„Immer soll ich machen, was du willst!“, schleudere ich ihm entgegen.
„Ich würde mich sehr freuen, dich am Freitag zu sehen. Wenn du das nicht willst, ist das deine Sache“, bemerkt er gespielt gelassen.
„Ich will dich doch auch sehen.“
„Anscheinend nicht.“
Langsam platzt mir der Kragen. „Wieso bin ich überhaupt hierher gefahren?“
„Das frage ich mich langsam auch. Vielleicht wärst du besser nicht gekommen.“
„Du bist so ein Idiot, Erik Sonnberg!“
Gerade, als er etwas antworten möchte, geht die Stubentür auf und sein Kamerad Axel Sommer kommt herein. Er schenkt uns beiden ein verblüfftes, aber breites Lächeln.
Ich mag Axel sehr, nur leider ist er in einem äußerst ungünstigen Augenblick aufgetaucht. Ich packe meine Handtasche mit einem schnellen Griff und stehe abrupt auf. „Die Folie über die AWACS ist fertig. Den Rest kannst du allein machen!“ Dann nicke ich kurz in Axels Richtung, rausche zur Tür, knalle sie laut hinter mir zu – wohl wissend, dass Erik das hasst - und stürze den Gang hinaus.
Ich höre Schritte hinter mir und Eriks Stimme: „Becca, bitte bleib stehen. Es tut mir leid! Ich möchte nicht, dass du gehst. Bitte!“
Ich wirbele herum und schaue in sein trauriges, besorgtes Gesicht. Seine Augen flehen mich an, nicht weiter zu laufen. Für einen Moment vergesse ich, dass ich total wütend bin. „Bitte, Kleine. Natürlich kannst du einen Mädchenabend machen. Ich war bescheuert! Verzeih mir. Vielleicht bin ich einfach viel zu viel mit Soldaten zusammen? Coole Sprüche, hartes Rumgetue, Befehl und Gehorsam, der ganze blöde Testosteron-Bundeswehrscheiß, du weißt schon.“
Ich sehe zu ihm auf und erkenne den Anflug eines reumütigen Lächelns in seinen Augenwinkeln.

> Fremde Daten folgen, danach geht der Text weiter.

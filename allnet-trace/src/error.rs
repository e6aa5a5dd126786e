use thiserror::Error;

/// Failures surfaced by the trace protocol (spec §7). Malformed requests
/// and crypto failures are both silently-droppable by the caller, per the
/// error taxonomy; this crate returns them so the caller's event loop can
/// decide whether to log at `debug!`.
#[derive(Debug, Error)]
pub enum TraceError {
    #[error("malformed trace wire data: {0}")]
    Proto(#[from] allnet_proto::ProtoError),
    #[error("failed to encrypt reply for requested public key")]
    ReplyEncryptFailure(#[from] allnet_crypto::CryptoError),
}
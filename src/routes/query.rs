// ABOUTME: The conversational endpoint: POST /query runs the orchestrator
// ABOUTME: Failures surface in the response body's error field, mirroring the frontend contract
//
// SPDX-License-Identifier: MIT OR Apache-2.0
// Copyright (c) 2025 TripXplo AI

use axum::extract::State;
use axum::routing::post;
use axum::{Json, Router};
use tracing::{error, info};

use super::AppState;
use crate::agent::{AgentState, QueryAgent};
use crate::models::{QueryRequest, QueryResponse};

/// Routes owned by this module
pub fn routes() -> Router<AppState> {
    Router::new().route("/query", post(run_query))
}

/// Run one question through the orchestrator.
///
/// The response always carries HTTP 200: processing failures (in
/// practice, upstream auth failures) are reported in the body's `error`
/// field with an empty `response`, which is the contract the frontend
/// consumes.
async fn run_query(
    State(state): State<AppState>,
    Json(request): Json<QueryRequest>,
) -> Json<QueryResponse> {
    info!("Received query ({} chars)", request.question.len());

    let agent = QueryAgent::new(state.api.clone(), state.llm.clone());
    let conversation = AgentState::from_question(request.question);

    match agent.run(conversation).await {
        Ok(finished) => {
            let reply = finished.latest_reply().unwrap_or_default().to_owned();
            Json(QueryResponse::ok(reply))
        }
        Err(e) => {
            error!("Error during query processing: {e}");
            Json(QueryResponse::failed(format!("Error: {e}")))
        }
    }
}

„Erik Sonnberg. Wenn ich dich nicht so verdammt lieben würde, dann …“
Im Bruchteil einer Sekunde drückt er mich gegen die Wand und küsst mich sanft auf dem Mund. Unsere Lippen berühren sich kitzelnd und fordernd und tausendfach Funken sprühend. Unfähig unseren Kuss zu beenden, lasse ich es zu, dass er meine Hände über meinem Kopf in seine nimmt und nun fester und leidenschaftlicher gegen die Wand drückt. Fast verzweifelt schmiegt er seinen Kopf in meine Halsbeuge und atmet ‚mich’ in tiefen Zügen immer wieder ein.
Juni 1993
Mir ist unendlich kalt! Es schüttet wie aus Kübeln. Ich habe mal wieder den blöden Bus verpasst und laufe jetzt nach Hause. Dass diese doofen Schulbusse auch immer auf die Sekunde genau abfahren müssen! Bis nach Hilberg brauche ich mindestens eine Dreiviertelstunde zu Fuß. Allein der Gedanke an diesen Fußmarsch lässt mich innerlich aufstöhnen. Natürlich habe ich keinen Schirm dabei. Heute Morgen war bester Sonnenschein. Ich mache einen Bogen um die großen Pfützen. Über die kleinen steige ich drüber. Als ich in die Fuggerstraße einbiege, spiele ich mit dem Gedanken, mich kurz beim Modegeschäft Schöffel aufzuwärmen - die haben da so eine tolle Esprit-Abteilung – oder einen Abstecher in die Buchhandlung Schmid zu machen, verwerfe ihn aber schnell. Ich bin bis auf die Unterhose durchnässt und ich habe Hunger. Oh Mann, es ist noch so weit bis nach Hause!
Plötzlich hält ein Motorrad, eine schwarz-gelbe Enduro, direkt neben mir, der Fahrer schiebt sein dunkles Visier hoch. Überrascht bleibe ich stehen, mit beiden Füßen in einer großen Pfütze.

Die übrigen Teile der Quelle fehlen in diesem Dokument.